The client device 108 enables a user to access and interact with the networked system 116 and, ultimately, the machine learning module 106 or other applications 130 hosted by the application server 122. For instance, the user provides input (e.g., touch screen input or alphanumeric input) to the client device 108, and the input is communicated to the networked system 116 via the network 110. In this instance, the networked system 116, in response to receiving the input from the user, communicates information back to the client device 108 via the network 110 to be presented to the user.

An API server 118 and a web server 120 are coupled, and provide programmatic and web interfaces respectively, to the application server 122. The application server 122 hosts the machine learning module 106, which includes components or applications described further below. The application server 122 may also host one or more applications 130 that are linked to the machine learning module 106. For example, the application server 122 may host a publishing application that distributes one or more pieces of content including image data or other media generated by a generative system (e.g., a creative generation agentic application) included in the machine learning module 106. The application server 122 is, in turn, shown to be coupled to a database server 124 that facilitates access to information storage repositories (e.g., a database 126).
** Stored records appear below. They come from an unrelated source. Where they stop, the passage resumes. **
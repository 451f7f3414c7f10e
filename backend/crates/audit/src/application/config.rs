//! Application Configuration

use std::time::Duration;

/// Ledger endpoint for anchoring
#[derive(Debug, Clone, PartialEq, Eq)]
pub struct AnchorConfig {
    /// JSON-RPC endpoint of the node
    pub rpc_url: String,
    /// Deployed contract exposing `anchor(bytes32,string)`
    pub contract_address: String,
    /// Sending account; the node's first unlocked account when unset
    pub from_address: Option<String>,
}

impl AnchorConfig {
    /// Both the contract and the node are required to anchor
    pub fn from_parts(
        contract_address: Option<String>,
        rpc_url: Option<String>,
        from_address: Option<String>,
    ) -> Option<Self> {
        Some(Self {
            rpc_url: rpc_url?,
            contract_address: contract_address?,
            from_address,
        })
    }
}

#[derive(Debug, Clone)]
pub struct AuditConfig {
    pub anchor: Option<AnchorConfig>,
    /// Logs per backlog pass
    pub backlog_batch: i64,
    /// Pending logs younger than this still have their own anchor task running
    pub backlog_grace: Duration,
    /// Upper bound for `limit` on listings
    pub max_page_size: i64,
}

impl Default for AuditConfig {
    fn default() -> Self {
        Self {
            anchor: None,
            backlog_batch: 50,
            backlog_grace: Duration::from_secs(60),
            max_page_size: 200,
        }
    }
}

impl AuditConfig {
    /// No ledger; every log is `disabled`
    pub fn development() -> Self {
        Self::default()
    }

    pub fn anchoring_enabled(&self) -> bool {
        self.anchor.is_some()
    }

    pub fn backlog_grace(&self) -> chrono::Duration {
        chrono::Duration::from_std(self.backlog_grace).unwrap_or(chrono::Duration::minutes(1))
    }
}

#[cfg(test)]
mod tests {
    use super::*;

    #[test]
    fn test_anchor_needs_contract_and_node() {
        assert!(AnchorConfig::from_parts(Some("0x1".into()), None, None).is_none());
        assert!(AnchorConfig::from_parts(None, Some("http://node".into()), None).is_none());

        let config =
            AnchorConfig::from_parts(Some("0x1".into()), Some("http://node".into()), None).unwrap();
        assert_eq!(config.rpc_url, "http://node");
        assert_eq!(config.from_address, None);
    }
}
//! Domain Layer

pub mod entity;
pub mod repository;
pub mod value_object;

pub use entity::appointment::Appointment;
pub use entity::catalog::{Category, ServiceArea};
pub use entity::provider::{Provider, ProviderProfile};
pub use repository::{AppointmentParty, ProviderFilter, ProviderRepository, ProviderStore};
pub use value_object::{AppointmentAction, AppointmentStatus, ProviderStatus};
In an example embodiment, the database 126 includes storage devices that store information accessed and generated by the machine learning module 106 and/or applications 130.

Additionally, a third-party application 114, executing on one or more third-party servers 112, is shown as having programmatic access to the networked system 116 via the programmatic interface provided by the API server 118. For example, the third-party application 114, using information retrieved from the networked system 116, may support one or more features or functions of a generative AI system, website, streaming platform, and the like hosted by a third party.

Turning now specifically to the applications hosted by the client device 108, the web client 102 may access the various systems (e.g., the machine learning module 106) via the web interface supported by the web server 120. Similarly, the client application 104 (e.g., an agent evaluation “app”) accesses the various services and functions provided by the machine learning module 106 via the programmatic interface provided by the API server 118. The client application 104 may be, for example, an “app” executing on the client device 108, such as an iOS or Android OS application, and/or a desktop application, web application, or other software application to enable a user to access and input data on the networked system 116 in an offline manner and to perform batch-mode communications between the client application 104 and the networked system 116.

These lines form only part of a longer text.